QA Specialist
Senior QA experience particularly in Batch Release, Distribution/Warehouse, Review/submission of Technical paperwork, Annexe 21.
Manage and Maintain the Quality Management System (QMS) ensuring it is fit for purpose under EU GMP and GDP regulations
Approve SOPs and Quality System Documentation to support QP release of DP under EU importation
Prepare, Update & Review Technical Agreements with partners and third parties
Support HPRA inspections and prepare written responses
Oversee Quality aspects of new product introduction
Review and approve non- conformances, CAPAs, Change Controls and Complaints
Manage Supplier and Customer GDP compliance reviews
Ensure GMP- compliant batch record packs for release
Conduct Internal Audits and Management Reviews
Lead the implementation of continuous improvement initiatives within Quality operations
Knowledge:
Must be familiar with EMA & FDA regulations; ICH and WHO guidelines - Preferable knowledge of CMC stage gates and submission types.

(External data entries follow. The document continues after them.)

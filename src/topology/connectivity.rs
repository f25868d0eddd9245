//! Compressed (CSR) entity-to-node connectivity.
//!
//! Each entity owns the contiguous slice `nodes[offsets[e]..offsets[e + 1]]`.
//! The table is immutable once built; extraction and renumbering always
//! produce a fresh table.

use serde::{Deserialize, Serialize};

use crate::mesh_error::MeshSplitError;

/// Variable-length entity-to-node table in CSR layout.
#[derive(Clone, Debug, PartialEq, Eq, Serialize, Deserialize)]
#[serde(try_from = "RawConnectivity")]
pub struct Connectivity {
    offsets: Vec<usize>,
    nodes: Vec<usize>,
}

#[derive(Deserialize)]
struct RawConnectivity {
    offsets: Vec<usize>,
    nodes: Vec<usize>,
}

impl TryFrom<RawConnectivity> for Connectivity {
    type Error = MeshSplitError;

    fn try_from(raw: RawConnectivity) -> Result<Self, Self::Error> {
        Connectivity::from_csr(raw.offsets, raw.nodes)
    }
}

impl Default for Connectivity {
    fn default() -> Self {
        Self {
            offsets: vec![0],
            nodes: Vec::new(),
        }
    }
}

impl Connectivity {
    /// Build from raw CSR arrays, checking that `offsets` is a prefix sum
    /// ending at `nodes.len()`.
    pub fn from_csr(offsets: Vec<usize>, nodes: Vec<usize>) -> Result<Self, MeshSplitError> {
        let Some(&first) = offsets.first() else {
            return Err(MeshSplitError::MalformedOffsets("empty offsets".into()));
        };
        if first != 0 {
            return Err(MeshSplitError::MalformedOffsets(format!(
                "first offset is {first}, expected 0"
            )));
        }
        if let Some(i) = offsets.windows(2).position(|w| w[1] < w[0]) {
            return Err(MeshSplitError::MalformedOffsets(format!(
                "offsets decrease at entity {i}"
            )));
        }
        let last = offsets[offsets.len() - 1];
        if last != nodes.len() {
            return Err(MeshSplitError::MalformedOffsets(format!(
                "last offset {last} != {} nodes",
                nodes.len()
            )));
        }
        Ok(Self { offsets, nodes })
    }

    /// Build from one node list per entity.
    pub fn from_entities<I, E>(entities: I) -> Self
    where
        I: IntoIterator<Item = E>,
        E: AsRef<[usize]>,
    {
        let mut out = Self::default();
        for e in entities {
            out.push(e.as_ref());
        }
        out
    }

    fn push(&mut self, nodes: &[usize]) {
        self.nodes.extend_from_slice(nodes);
        self.offsets.push(self.nodes.len());
    }

    /// Number of entities.
    #[inline]
    pub fn len(&self) -> usize {
        self.offsets.len().saturating_sub(1)
    }

    #[inline]
    pub fn is_empty(&self) -> bool {
        self.len() == 0
    }

    /// Node ids of entity `e`.
    ///
    /// # Panics
    /// Panics if `e >= self.len()`.
    #[inline]
    pub fn entity(&self, e: usize) -> &[usize] {
        &self.nodes[self.offsets[e]..self.offsets[e + 1]]
    }

    /// Iterate over entities in order.
    pub fn iter(&self) -> impl ExactSizeIterator<Item = &[usize]> + '_ {
        self.offsets
            .windows(2)
            .map(move |w| &self.nodes[w[0]..w[1]])
    }

    /// Flat node array.
    #[inline]
    pub fn nodes(&self) -> &[usize] {
        &self.nodes
    }

    /// Prefix-sum offsets, one more than the entity count.
    #[inline]
    pub fn offsets(&self) -> &[usize] {
        &self.offsets
    }

    /// New table holding the entities at `ids`, in that order.
    ///
    /// # Panics
    /// Panics if an id is out of range; callers validate ids first.
    pub fn select(&self, ids: &[usize]) -> Self {
        let mut out = Self {
            offsets: Vec::with_capacity(ids.len() + 1),
            nodes: Vec::new(),
        };
        out.offsets.push(0);
        for &e in ids {
            out.push(self.entity(e));
        }
        out
    }

    /// Rewrite every node id through `map`. Returns `None` if any node maps
    /// to `None`.
    pub fn renumber_nodes<F>(&self, mut map: F) -> Option<Self>
    where
        F: FnMut(usize) -> Option<usize>,
    {
        let nodes = self
            .nodes
            .iter()
            .map(|&n| map(n))
            .collect::<Option<Vec<_>>>()?;
        Some(Self {
            offsets: self.offsets.clone(),
            nodes,
        })
    }
}
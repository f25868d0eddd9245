//! Spatial discretization kinds of field data.

use std::fmt;

use serde::{Deserialize, Serialize};

/// Where the tuples of a field step live.
#[derive(Clone, Copy, Debug, PartialEq, Eq, Hash, Serialize, Deserialize)]
pub enum Discretization {
    /// One tuple per cell.
    Cells,
    /// One tuple per node.
    Nodes,
    /// Gauss-point values gathered per cell.
    GaussPoints,
    /// Per-element-node Gauss values gathered per cell.
    GaussNe,
}

impl Discretization {
    /// All kinds, in dispatch-table order.
    pub const ALL: [Discretization; 4] = [
        Discretization::Cells,
        Discretization::Nodes,
        Discretization::GaussPoints,
        Discretization::GaussNe,
    ];

    /// True for kinds whose tuples are indexed by cells of some level.
    #[inline]
    pub fn is_cell_resident(self) -> bool {
        !matches!(self, Discretization::Nodes)
    }

    /// Index of this kind in [`Discretization::ALL`].
    #[inline]
    pub fn index(self) -> usize {
        self as usize
    }
}

impl fmt::Display for Discretization {
    fn fmt(&self, f: &mut fmt::Formatter<'_>) -> fmt::Result {
        let s = match self {
            Discretization::Cells => "ON_CELLS",
            Discretization::Nodes => "ON_NODES",
            Discretization::GaussPoints => "ON_GAUSS_PT",
            Discretization::GaussNe => "ON_GAUSS_NE",
        };
        f.write_str(s)
    }
}

#[cfg(test)]
mod tests {
    use super::*;

    #[test]
    fn index_matches_table() {
        for (i, d) in Discretization::ALL.iter().enumerate() {
            assert_eq!(d.index(), i);
        }
    }

    #[test]
    fn only_nodes_are_node_resident() {
        let cell_kinds: Vec<_> = Discretization::ALL
            .into_iter()
            .filter(|d| d.is_cell_resident())
            .collect();
        assert_eq!(cell_kinds.len(), 3);
        assert_eq!(Discretization::Nodes.to_string(), "ON_NODES");
    }
}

Understand European and Rest of world regulatory requirements, guidelines, and expectations.
Be up to date with respect to the current Good Manufacturing Practices (cGMP) and Good Distribution Practices (GDP).
Demonstrated knowledge of Quality Management System and continuous/process improvement tools.
The person will report into our Senior QP and will not have any direct reports.